//! Shadow map recording with static caching.
//!
//! All shadow regions of a frame are rendered into one atlas in this order:
//!
//! 1. Regions whose static cache is valid are copied from the cache
//!    texture into the atlas.
//! 2. All other regions are cleared.
//! 3. Static geometry is rendered into the cleared regions.
//! 4. The freshly rendered regions are copied into the cache texture.
//! 5. Dynamic geometry is rendered into every region.
//!
//! The cache texture lives in `PIXEL_SHADER_RESOURCE`. Its transition to
//! `DEPTH_WRITE` for step 4 is split around step 3.

use bytemuck::{Pod, Zeroable};
use glam::{Mat4, Vec3};
use static_assertions::const_assert_eq;

use super::{PipelineLibrary, ROOT_OBJECT, ROOT_TRANSFORM};
use crate::backend::{CommandList, PipelineHandle, Rect, ResourceId, ResourceState};
use crate::passes::{ShadowPasses, ShadowRenderPassBase};
use crate::render_graph::ShadowRenderCommand;
use crate::shadow_map::ShadowMapViewport;

/// Per-draw constants of the dual-paraboloid point light shadow shader.
#[repr(C)]
#[derive(Debug, Clone, Copy, Pod, Zeroable)]
pub struct PointShadowConstants {
    pub model: Mat4,
    pub light_position: Vec3,
    pub max_distance: f32,
    /// `1` for the front hemisphere, `-1` for the back.
    pub flip: f32,
    pub _padding: [f32; 3],
}

const_assert_eq!(std::mem::size_of::<PointShadowConstants>(), 96);

/// The atlas and its static cache.
#[derive(Debug, Clone, Copy, PartialEq, Eq)]
pub struct ShadowTargets {
    pub shadow_map: ResourceId,
    pub static_cache: ResourceId,
}

/// What was recorded by [`record_shadow_passes`].
#[derive(Debug, Clone, Copy, Default, PartialEq, Eq)]
pub struct ShadowRecordStats {
    pub regions: u32,
    pub regions_from_cache: u32,
    pub static_draws: u32,
    /// Static draws submitted for regions that were served from the cache.
    pub static_draws_skipped: u32,
    pub dynamic_draws: u32,
}

#[derive(Debug, Clone, Copy)]
enum ShadowProjection {
    ViewProjection(Mat4),
    Paraboloid {
        light_position: Vec3,
        max_distance: f32,
        flip: f32,
    },
}

struct ShadowRegion<'a> {
    viewport: ShadowMapViewport,
    copy_from_static_cache: bool,
    projection: ShadowProjection,
    sources: &'a [&'a ShadowRenderPassBase],
}

type DrawList = fn(&ShadowRenderPassBase) -> &[ShadowRenderCommand];

fn draw_count(sources: &[&ShadowRenderPassBase], draws: DrawList) -> u32 {
    sources.iter().map(|s| draws(s).len() as u32).sum()
}

fn render_region(
    cl: &mut CommandList,
    library: &PipelineLibrary,
    bound: &mut Option<PipelineHandle>,
    region: &ShadowRegion<'_>,
    draws: DrawList,
) -> u32 {
    if draw_count(region.sources, draws) == 0 {
        return 0;
    }

    let pipeline = match region.projection {
        ShadowProjection::ViewProjection(_) => library.builtin().shadow,
        ShadowProjection::Paraboloid { .. } => library.builtin().point_shadow,
    };
    if *bound != Some(pipeline) {
        cl.set_pipeline(pipeline);
        *bound = Some(pipeline);
    }
    cl.set_viewport(region.viewport.rect());

    let mut count = 0;
    for source in region.sources {
        for dc in draws(source) {
            match region.projection {
                ShadowProjection::ViewProjection(view_proj) => {
                    cl.set_constants(ROOT_TRANSFORM, &(view_proj * dc.transform));
                }
                ShadowProjection::Paraboloid {
                    light_position,
                    max_distance,
                    flip,
                } => {
                    cl.set_constants(
                        ROOT_TRANSFORM,
                        &PointShadowConstants {
                            model: dc.transform,
                            light_position,
                            max_distance,
                            flip,
                            _padding: [0.0; 3],
                        },
                    );
                }
            }
            dc.geometry.draw(cl);
            count += 1;
        }
    }
    count
}

/// Copy square atlas regions from `src` into `dst` with a full-screen
/// triangle per region. `dst` must be bound as depth target.
pub fn copy_shadow_map_parts(
    cl: &mut CommandList,
    library: &PipelineLibrary,
    src: ResourceId,
    dst: ResourceId,
    viewports: &[ShadowMapViewport],
) {
    if viewports.is_empty() {
        return;
    }
    cl.set_render_targets(&[], Some(dst));
    cl.set_pipeline(library.builtin().shadow_map_copy);
    cl.bind_resource(0, src);
    for vp in viewports {
        cl.set_viewport(vp.rect());
        cl.set_constants(ROOT_OBJECT, &[vp.x, vp.y, vp.size, vp.size]);
        cl.draw(3, 1);
    }
}

/// Record every shadow pass of the frame into `cl`.
pub fn record_shadow_passes(
    cl: &mut CommandList,
    library: &PipelineLibrary,
    targets: ShadowTargets,
    passes: &ShadowPasses,
) -> ShadowRecordStats {
    let mut stats = ShadowRecordStats::default();
    if passes.is_empty() {
        return stats;
    }

    let sun_sources: Vec<&ShadowRenderPassBase> = passes
        .sun()
        .map(|sun| sun.cascades().iter().map(|c| &c.base).collect())
        .unwrap_or_default();
    let spot_sources: Vec<&ShadowRenderPassBase> =
        passes.spot().iter().map(|p| &p.base).collect();
    let point_sources: Vec<&ShadowRenderPassBase> =
        passes.point().iter().map(|p| &p.base).collect();

    let mut regions = Vec::new();
    if let Some(sun) = passes.sun() {
        for (i, cascade) in sun.cascades().iter().enumerate() {
            regions.push(ShadowRegion {
                viewport: cascade.viewport,
                copy_from_static_cache: sun.copy_from_static_cache,
                projection: ShadowProjection::ViewProjection(cascade.view_proj),
                // Cascade i also renders everything submitted to nearer cascades.
                sources: &sun_sources[..=i],
            });
        }
    }
    for (i, pass) in passes.spot().iter().enumerate() {
        regions.push(ShadowRegion {
            viewport: pass.viewport,
            copy_from_static_cache: pass.copy_from_static_cache,
            projection: ShadowProjection::ViewProjection(pass.view_proj),
            sources: &spot_sources[i..=i],
        });
    }
    for (i, pass) in passes.point().iter().enumerate() {
        for (viewport, copy_from_static_cache, flip) in pass.hemispheres() {
            regions.push(ShadowRegion {
                viewport,
                copy_from_static_cache,
                projection: ShadowProjection::Paraboloid {
                    light_position: pass.light_position,
                    max_distance: pass.max_distance,
                    flip,
                },
                sources: &point_sources[i..=i],
            });
        }
    }

    let mut copies_from_cache = Vec::new();
    let mut clear_rects: Vec<Rect> = Vec::new();
    let mut copies_to_cache = Vec::new();
    for region in &regions {
        if region.copy_from_static_cache {
            copies_from_cache.push(region.viewport);
            stats.static_draws_skipped +=
                draw_count(region.sources, ShadowRenderPassBase::static_draws);
        } else {
            clear_rects.push(region.viewport.rect());
            copies_to_cache.push(region.viewport);
        }
    }
    stats.regions = regions.len() as u32;
    stats.regions_from_cache = copies_from_cache.len() as u32;

    cl.begin_event("Shadow map pass");

    if !copies_from_cache.is_empty() {
        cl.begin_event("Copy from static shadow map cache");
        copy_shadow_map_parts(
            cl,
            library,
            targets.static_cache,
            targets.shadow_map,
            &copies_from_cache,
        );
        cl.end_event();
    }

    if !clear_rects.is_empty() {
        cl.clear_depth(targets.shadow_map, 1.0, &clear_rects);
    }

    if !copies_to_cache.is_empty() {
        cl.barriers().transition_begin(
            &targets.static_cache,
            ResourceState::PIXEL_SHADER_RESOURCE,
            ResourceState::DEPTH_WRITE,
        );
    }

    let mut bound = None;
    cl.set_render_targets(&[], Some(targets.shadow_map));
    cl.begin_event("Static geometry");
    for region in regions.iter().filter(|r| !r.copy_from_static_cache) {
        stats.static_draws +=
            render_region(cl, library, &mut bound, region, ShadowRenderPassBase::static_draws);
    }
    cl.end_event();

    if !copies_to_cache.is_empty() {
        cl.begin_event("Copy to static shadow map cache");
        cl.barriers()
            .transition(
                &targets.shadow_map,
                ResourceState::DEPTH_WRITE,
                ResourceState::PIXEL_SHADER_RESOURCE,
            )
            .transition_end(
                &targets.static_cache,
                ResourceState::PIXEL_SHADER_RESOURCE,
                ResourceState::DEPTH_WRITE,
            );

        copy_shadow_map_parts(
            cl,
            library,
            targets.shadow_map,
            targets.static_cache,
            &copies_to_cache,
        );
        bound = None;

        cl.barriers()
            .transition(
                &targets.shadow_map,
                ResourceState::PIXEL_SHADER_RESOURCE,
                ResourceState::DEPTH_WRITE,
            )
            .transition(
                &targets.static_cache,
                ResourceState::DEPTH_WRITE,
                ResourceState::PIXEL_SHADER_RESOURCE,
            );
        cl.end_event();
    }

    cl.set_render_targets(&[], Some(targets.shadow_map));
    cl.begin_event("Dynamic geometry");
    for region in &regions {
        stats.dynamic_draws +=
            render_region(cl, library, &mut bound, region, ShadowRenderPassBase::dynamic_draws);
    }
    cl.end_event();

    cl.end_event();
    stats
}

#[cfg(test)]
mod tests {
    use super::*;
    use crate::backend::{
        BarrierSplit, BufferDescriptor, Command, DummyBackend, IndexFormat, QueueType,
        RenderBackend, ResourceBarrier,
    };
    use crate::render_graph::{IndexBufferView, MeshGeometry, SubmeshInfo, VertexBufferView};
    use crate::scene::{DirectionalLight, SpotLight};
    use crate::shadow_map::ShadowMapCache;

    fn mesh(backend: &DummyBackend) -> MeshGeometry {
        let buffer = backend
            .create_buffer(&BufferDescriptor {
                size: 128,
                ..Default::default()
            })
            .unwrap();
        MeshGeometry::new(
            VertexBufferView::whole(buffer.clone(), 12),
            IndexBufferView::whole(buffer, IndexFormat::Uint32),
            SubmeshInfo::new(0, 3, 0, 3),
        )
    }

    fn targets() -> ShadowTargets {
        ShadowTargets {
            shadow_map: ResourceId::next(),
            static_cache: ResourceId::next(),
        }
    }

    #[test]
    fn test_sun_cascades_include_nearer_cascades() {
        let backend = DummyBackend::new();
        let library = PipelineLibrary::new(&backend).unwrap();
        let geometry = mesh(&backend);
        let mut cache = ShadowMapCache::new(6144, true);
        let mut passes = ShadowPasses::new();

        let sun = DirectionalLight::default();
        let pass = passes.add_sun_light(&mut cache, &sun, false);
        pass.render_static_object(0, Mat4::IDENTITY, &geometry);
        pass.render_dynamic_object(2, Mat4::IDENTITY, &geometry);

        let mut cl = CommandList::new(QueueType::Graphics, "shadow");
        let stats = record_shadow_passes(&mut cl, &library, targets(), &passes);
        // Static draw of cascade 0 is drawn in cascades 0, 1 and 2.
        assert_eq!(stats.static_draws, 3);
        assert_eq!(stats.dynamic_draws, 1);
        assert_eq!(stats.regions, 3);
        assert_eq!(stats.regions_from_cache, 0);
        cl.close();
    }

    #[test]
    fn test_cached_spot_skips_static_geometry() {
        let backend = DummyBackend::new();
        let library = PipelineLibrary::new(&backend).unwrap();
        let geometry = mesh(&backend);
        let mut cache = ShadowMapCache::new(6144, true);
        let mut passes = ShadowPasses::new();
        let light = SpotLight::new(Vec3::ZERO, Vec3::NEG_Y, Vec3::ONE, 0.2, 0.4, 10.0);
        let targets = targets();

        for frame in 0..2 {
            passes.reset();
            let (pass, _) = passes.add_spot_light(&mut cache, 5, &light, 512, false);
            pass.base.render_static_object(Mat4::IDENTITY, &geometry);
            pass.base.render_dynamic_object(Mat4::IDENTITY, &geometry);

            let mut cl = CommandList::new(QueueType::Graphics, "shadow");
            let stats = record_shadow_passes(&mut cl, &library, targets, &passes);
            cl.close();

            let has_split_begin = cl.recorded_barriers().any(|b| {
                matches!(b, ResourceBarrier::Transition { split: BarrierSplit::BeginOnly, .. })
            });
            if frame == 0 {
                assert_eq!(stats.static_draws, 1);
                assert!(has_split_begin);
                assert!(cl
                    .commands()
                    .iter()
                    .any(|c| matches!(c, Command::ClearDepth { .. })));
            } else {
                assert_eq!(stats.static_draws, 0);
                assert_eq!(stats.static_draws_skipped, 1);
                assert_eq!(stats.regions_from_cache, 1);
                assert!(!has_split_begin);
                assert!(!cl
                    .commands()
                    .iter()
                    .any(|c| matches!(c, Command::ClearDepth { .. })));
            }
            assert_eq!(stats.dynamic_draws, 1);
        }
    }

    #[test]
    fn test_empty_passes_record_nothing() {
        let backend = DummyBackend::new();
        let library = PipelineLibrary::new(&backend).unwrap();
        let mut cl = CommandList::new(QueueType::Graphics, "shadow");
        let stats = record_shadow_passes(&mut cl, &library, targets(), &ShadowPasses::new());
        assert_eq!(stats, ShadowRecordStats::default());
        assert!(cl.commands().is_empty());
    }
}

**Work to complete:**
Set down, word for word, each line from the top of the records above through the line with "for the back.".

**Response area:**
//! Shadow map recording with static caching.
//!
//! All shadow regions of a frame are rendered into one atlas in this order:
//!
//! 1. Regions whose static cache is valid are copied from the cache
//!    texture into the atlas.
//! 2. All other regions are cleared.
//! 3. Static geometry is rendered into the cleared regions.
//! 4. The freshly rendered regions are copied into the cache texture.
//! 5. Dynamic geometry is rendered into every region.
//!
//! The cache texture lives in `PIXEL_SHADER_RESOURCE`. Its transition to
//! `DEPTH_WRITE` for step 4 is split around step 3.

use bytemuck::{Pod, Zeroable};
use glam::{Mat4, Vec3};
use static_assertions::const_assert_eq;

use super::{PipelineLibrary, ROOT_OBJECT, ROOT_TRANSFORM};
use crate::backend::{CommandList, PipelineHandle, Rect, ResourceId, ResourceState};
use crate::passes::{ShadowPasses, ShadowRenderPassBase};
use crate::render_graph::ShadowRenderCommand;
use crate::shadow_map::ShadowMapViewport;

/// Per-draw constants of the dual-paraboloid point light shadow shader.
#[repr(C)]
#[derive(Debug, Clone, Copy, Pod, Zeroable)]
pub struct PointShadowConstants {
    pub model: Mat4,
    pub light_position: Vec3,
    pub max_distance: f32,
    /// `1` for the front hemisphere, `-1` for the back.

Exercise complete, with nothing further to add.